Last night was D&D 4.0 night with and company. The encounter was a little different than our usual ones: We got into a bar fight. But, it wasn’t our fault. (This time.) And by “we got into a bar fight,” I mean that “we got beat on by a hero from the Forgotten Realms” (read: “ever-so-slightly out of our league”).

Correction: We got beat on by a drunken hero (read: “still ever-so-slightly out of our league”) from the Forgotten Realms.

It was a good encounter. We all survived, though some of our group had a few new lumps. And, we left the bar in one piece (more or less) and not on fire. I’d consider that a minor feat for our party.

Chew on This : Food for Thought – Black History Month
Today’s person of note is: Charles Young (1, 2, 3, 4)

Charles Young was the third African American graduate of West Point, the first black U.S. national park superintendent, first black military attaché, first black to achieve the rank of colonel, and highest-ranking black officer in the United States Army until his death in 1922.

Charles Young was born in 1864 into slavery to Gabriel Young and Arminta Bruen in May’s Lick, Kentucky, a small village near Maysville, but he grew up a free person. His father Gabriel escaped from slavery, in 1865 going across the Ohio River to Ripley, Ohio to enlist as a private in the Fifth Regiment of the Colored Artillery (Heavy) Volunteers during the American Civil War. After the war, the entire family migrated to Ripley in 1866, where the parents decided opportunities were better than in postwar Kentucky. As a youth, Charles Young attended the all-white high school in Ripley, the only one available. He graduated at age 16 at the top of his class. Following graduation, he taught school for a few years at the newly established black high school of Ripley.

While teaching, Young took a competitive examination for appointment as a cadet at United States Military Academy at West Point. He achieved the second highest score in the district in 1883, and after the primary candidate dropped out, Young reported to the academy in 1884. He was not the only black student in the academy,(John Hanks Alexander entered West Point Military Academy in 1883 and graduated in 1887, Alexander and Young shared a room for three years at West Point). He had to repeat his first year because of failing mathematics. Young’s strength was in languages, and he learned several. Young graduated with his commission as a second lieutenant in 1889, the third black man to do so at the time. Young began his service with the Ninth Cavalry in the American West: from 1889-1890 he served at Fort Robinson, Nebraska, and from 1890-1894 at Fort Duchesne, Utah.

Beginning in 1894 as a lieutenant, Young was assigned to Wilberforce College in Ohio, a historically black college, to lead the new military sciences department, which was established under a special federal grant. As a professor for four years, he was one of a number of outstanding men on the staff, including W.E.B. Du Bois, with whom he became friends.

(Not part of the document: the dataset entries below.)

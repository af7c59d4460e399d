//! Default trivia data set.
//!
//! Loaded by the `seed` command and by the integration tests. Seeding is a
//! no-op when the `categories` table already has rows.

use entity::{categories, questions};
use sea_orm_migration::sea_orm::{
    ActiveModelTrait, ConnectionTrait, DbErr, EntityTrait, PaginatorTrait, Set,
    TransactionTrait,
};
use std::collections::HashMap;

pub const CATEGORIES: [&str; 6] = [
    "Science",
    "Art",
    "Geography",
    "History",
    "Entertainment",
    "Sports",
];

pub struct SeedQuestion {
    pub question: &'static str,
    pub answer: &'static str,
    pub category: &'static str,
    pub difficulty: i32,
}

macro_rules! seed_questions {
    ($(($question:literal, $answer:literal, $category:literal, $difficulty:literal)),* $(,)?) => {
        &[$(SeedQuestion {
            question: $question,
            answer: $answer,
            category: $category,
            difficulty: $difficulty,
        }),*]
    };
}

pub const QUESTIONS: &[SeedQuestion] = seed_questions![
    ("Whose autobiography is entitled 'I Know Why the Caged Bird Sings'?", "Maya Angelou", "History", 2),
    ("What boxer's original name is Cassius Clay?", "Muhammad Ali", "History", 1),
    ("What movie earned Tom Hanks his third straight Oscar nomination, in 1996?", "Apollo 13", "Entertainment", 4),
    ("What actor did author Anne Rice first denounce, then praise in the role of her beloved Lestat?", "Tom Cruise", "Entertainment", 4),
    ("What was the title of the 1990 fantasy directed by Tim Burton about a young man with multi-bladed appendages?", "Edward Scissorhands", "Entertainment", 3),
    ("Which is the only team to play in every soccer World Cup tournament?", "Brazil", "Sports", 3),
    ("Which country won the first ever soccer World Cup in 1930?", "Uruguay", "Sports", 4),
    ("Who invented Peanut Butter?", "George Washington Carver", "History", 2),
    ("What is the largest lake in Africa?", "Lake Victoria", "Geography", 2),
    ("In which royal palace would you find the Hall of Mirrors?", "The Palace of Versailles", "Geography", 3),
    ("The Taj Mahal is located in which Indian city?", "Agra", "Geography", 2),
    ("Which Dutch graphic artist, initials M C, was a creator of optical illusions?", "Escher", "Art", 1),
    ("La Giaconda is better known as what?", "Mona Lisa", "Art", 3),
    ("How many paintings did Van Gogh sell in his lifetime?", "One", "Art", 4),
    ("Which American artist was a pioneer of Abstract Expressionism, and a leading exponent of action painting?", "Jackson Pollock", "Art", 2),
    ("What is the heaviest organ in the human body?", "The Liver", "Science", 4),
    ("Who discovered penicillin?", "Alexander Fleming", "Science", 3),
    ("Hematology is a branch of medicine involving the study of what?", "Blood", "Science", 4),
    ("Which dung beetle was worshipped by the ancient Egyptians?", "Scarab", "History", 4),
];

/// Inserts the default categories and questions.
///
/// Returns `false` without touching anything if categories already exist.
pub async fn seed<C>(conn: &C) -> Result<bool, DbErr>
where
    C: ConnectionTrait + TransactionTrait,
{
    let txn = conn.begin().await?;

    if categories::Entity::find().count(&txn).await? > 0 {
        tracing::info!("categories already present, skipping seed");
        return Ok(false);
    }

    let mut ids = HashMap::with_capacity(CATEGORIES.len());

    for kind in CATEGORIES {
        let category = categories::ActiveModel {
            kind: Set(kind.to_owned()),
            ..Default::default()
        }
        .insert(&txn)
        .await?;

        ids.insert(kind, category.id);
    }

    let models = QUESTIONS
        .iter()
        .map(|seed| {
            let category = ids.get(seed.category).copied().ok_or_else(|| {
                DbErr::Custom(format!("unknown seed category: {}", seed.category))
            })?;

            Ok::<_, DbErr>(questions::ActiveModel {
                question: Set(seed.question.to_owned()),
                answer: Set(seed.answer.to_owned()),
                category: Set(category),
                difficulty: Set(seed.difficulty),
                ..Default::default()
            })
        })
        .collect::<Result<Vec<_>, DbErr>>()?;

    questions::Entity::insert_many(models).exec(&txn).await?;

    txn.commit().await?;

    tracing::info!(
        "seeded {} categories and {} questions",
        CATEGORIES.len(),
        QUESTIONS.len()
    );

    Ok(true)
}
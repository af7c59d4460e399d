use crate::{error, Error};
use axum::{extract::FromRequestParts, http::request::Parts};
use serde::de::DeserializeOwned;

pub struct Query<T>(pub T);

impl<T, S> FromRequestParts<S> for Query<T>
where
    T: DeserializeOwned,
    S: Send + Sync,
{
    type Rejection = Error<'static>;

    async fn from_request_parts(parts: &mut Parts, state: &S) -> Result<Self, Self::Rejection> {
        match axum::extract::Query::<T>::from_request_parts(parts, state).await {
            Ok(value) => Ok(Self(value.0)),
            Err(rejection) => {
                debug!("rejected query string: {rejection}");
                Err(error::INVALID_QUERY)
            }
        }
    }
}
//! Applies pending migrations and loads the default trivia data set into
//! the database at `DATABASE_URL`.

use anyhow::Context;
use migration::MigratorTrait;
use sea_orm::Database;
use std::env;
use tracing::{info, level_filters::LevelFilter};
use tracing_subscriber::EnvFilter;

#[tokio::main(flavor = "current_thread")]
async fn main() -> anyhow::Result<()> {
    dotenvy::dotenv().ok();

    tracing_subscriber::fmt()
        .with_env_filter(
            EnvFilter::builder()
                .with_default_directive(LevelFilter::INFO.into())
                .from_env_lossy(),
        )
        .init();

    let url = env::var("DATABASE_URL").context("DATABASE_URL is not set")?;
    let db = Database::connect(url).await?;

    migration::Migrator::up(&db, None).await?;
    info!("migrations applied");

    if !migration::seed::seed(&db).await? {
        info!("database already seeded");
    }

    Ok(())
}
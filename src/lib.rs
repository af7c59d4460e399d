#[macro_use]
extern crate tracing;

pub mod config;
pub mod error;
mod extractors;
mod handlers;
mod middlewares;
mod state;
mod utils;

use crate::{middlewares::middlewares, utils::SignalHandler};
use axum::{extract::Request, ServiceExt};
pub use config::Config;
use error::Error;
pub use state::*;
use tokio::net::TcpListener;
use tower::Layer;
use tower_http::normalize_path::NormalizePathLayer;
pub use utils::panic;

pub async fn run<S: StateTrait>(listener: TcpListener, state: S) -> anyhow::Result<()> {
    info!("listening on {}", listener.local_addr()?);

    let routes = handlers::routes::<S>();
    let app = NormalizePathLayer::trim_trailing_slash().layer(middlewares(state, routes));

    axum::serve(listener, ServiceExt::<Request>::into_make_service(app))
        .with_graceful_shutdown(SignalHandler::new())
        .await?;

    Ok(())
}
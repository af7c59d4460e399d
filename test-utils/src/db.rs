use migration::MigratorTrait;
use sea_orm::{ConnectOptions, DbConn};
use std::env;
use testcontainers::{runners::AsyncRunner, ContainerAsync, ImageExt};
use testcontainers_modules::postgres::Postgres;
use tracing::log::LevelFilter;

/// Test database. Starts a throwaway Postgres container unless
/// `TEST_DATABASE_URL` points at an existing server.
pub struct Database {
    url: String,
    conn: DbConn,
    _container: Option<ContainerAsync<Postgres>>,
}

impl Database {
    pub async fn setup() -> Self {
        let (url, container) = match env::var("TEST_DATABASE_URL") {
            Ok(url) => (url, None),
            Err(_) => {
                tracing::trace!("starting postgres container");

                let container = Postgres::default()
                    .with_tag("16")
                    .start()
                    .await
                    .expect("failed to start postgres container");

                let url = format!(
                    "postgres://postgres:postgres@{}:{}/postgres",
                    container.get_host().await.expect("no container host"),
                    container
                        .get_host_port_ipv4(5432)
                        .await
                        .expect("no container port"),
                );

                (url, Some(container))
            }
        };

        let mut opts = ConnectOptions::new(url.clone());
        opts.sqlx_logging_level(LevelFilter::Debug);

        let conn = sea_orm::Database::connect(opts)
            .await
            .expect("failed to connect to database");

        let db = Self {
            url,
            conn,
            _container: container,
        };

        db.reset().await;
        db
    }

    /// Drops every table, migrates from scratch and loads the seed data.
    pub async fn reset(&self) {
        migration::Migrator::fresh(&self.conn)
            .await
            .expect("failed to apply migrations");

        migration::seed::seed(&self.conn)
            .await
            .expect("failed to seed database");
    }

    pub fn url(&self) -> &str {
        &self.url
    }

    pub fn conn(&self) -> DbConn {
        self.conn.clone()
    }
}
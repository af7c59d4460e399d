mod create;
mod delete;
mod list;
mod search;

use crate::StateTrait;
use axum::{
    routing::{delete, get, post},
    Router,
};

/// Routes for question management
///
/// GET    /questions?page=N
/// POST   /questions        (search)
/// DELETE /questions/{id}
/// POST   /submit
pub fn routes<S: StateTrait>() -> Router<S> {
    Router::new()
        .route(
            "/questions",
            get(list::list_questions::<S>).post(search::search_questions::<S>),
        )
        .route("/questions/{id}", delete(delete::delete_question::<S>))
        .route("/submit", post(create::create_question::<S>))
}
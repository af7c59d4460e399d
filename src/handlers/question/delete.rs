use crate::{
    error::{self, Result},
    extractors::{Json, Path},
    StateTrait,
};
use axum::extract::State;
use entity::questions;
use sea_orm::{EntityTrait, PaginatorTrait, TransactionTrait};
use serde::Serialize;

#[derive(Serialize)]
pub struct Response {
    success: bool,
    deleted: i32,
    total_questions: u64,
}

pub async fn delete_question<S: StateTrait>(
    State(state): State<S>,
    Path(id): Path<i64>,
) -> Result<Json<Response>> {
    let Ok(id) = i32::try_from(id) else {
        return Err(error::QUESTION_NOT_FOUND);
    };

    let txn = state.db().begin().await?;

    let res = questions::Entity::delete_by_id(id).exec(&txn).await?;

    if res.rows_affected == 0 {
        return Err(error::QUESTION_NOT_FOUND);
    }

    let total_questions = questions::Entity::find().count(&txn).await?;

    txn.commit().await?;

    debug!("deleted question {id}");

    Ok(Json(Response {
        success: true,
        deleted: id,
        total_questions,
    }))
}
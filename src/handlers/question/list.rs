use crate::{
    error::{self, Result},
    extractors::{Json, Query},
    utils::{category_map, CategoryMap, Pagination, Question},
    StateTrait,
};
use axum::extract::State;
use entity::questions;
use sea_orm::{EntityTrait, PaginatorTrait, QueryOrder};
use serde::Serialize;

#[derive(Serialize)]
pub struct Response {
    success: bool,
    questions: Vec<Question>,
    total_questions: u64,
    categories: CategoryMap,
    current_category: Option<String>,
}

pub async fn list_questions<S: StateTrait>(
    State(state): State<S>,
    Query(pagination): Query<Pagination>,
) -> Result<Json<Response>> {
    let per_page = state.config().questions_per_page;

    let paginator = questions::Entity::find()
        .order_by_asc(questions::Column::Id)
        .into_model::<Question>()
        .paginate(state.db(), per_page);

    let total_questions = paginator.num_items().await?;

    let Some(page) = pagination.index_within(total_questions, per_page) else {
        return Err(error::PAGE_NOT_FOUND);
    };

    let questions = paginator.fetch_page(page).await?;

    if questions.is_empty() {
        return Err(error::PAGE_NOT_FOUND);
    }

    let categories = category_map(state.db()).await?;

    Ok(Json(Response {
        success: true,
        questions,
        total_questions,
        categories,
        current_category: None,
    }))
}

In 1903, Young served as Captain of a black company at the Presidio of San Francisco. When appointed acting superintendent of Sequoia and General Grant national parks, he was the first black superintendent of a national park. At the time the military supervised the parks. Because of limited funding, the Army assigned personnel for short-term assignments during the summers, making it difficult for the officers to accomplish longer term goals, such as construction of infrastructure. Young supervised payroll accounts and directed the activities of rangers. Young’s greatest impact on the park was managing road construction, which helped to improve the underdeveloped park and enable more visitors to travel within it. Young and his troops accomplished more that summer than had teams under the three military officers who had been assigned the previous three summers.

With the Army’s founding of the Military Intelligence Department, in 1904 it assigned Young as one the first military attachés, serving in Port-au-Prince, Haiti. He was to collect intelligence on different groups in Haiti, to help identify forces that might destabilize the government. He served there for three years.

In 1908 Young was sent to the Philippines to join his Ninth Regiment and command a squadron of two troops.

In 1912 Young was assigned as military attaché in Liberia, the first African American to hold that post. For three years, he served as an expert adviser to the Liberian Government and also took a direct role, supervising construction of the country’s infrastructure. For his achievements, in 1916 the National Association for the Advancement of Colored People (NAACP) awarded Young the Spingarn Medal, given annually to the African American demonstrating the highest achievement and contributions.

He returned to Wilberforce University, where he was a Professor of Military Science through most of 1918. On November 6, 1918, after Young traveled by horseback from Wilberforce, Ohio to Washington, D.C. to prove his physical fitness, he was reinstated on active duty in the Army and promoted to full Colonel. In 1919, he was assigned again as military attaché to Liberia.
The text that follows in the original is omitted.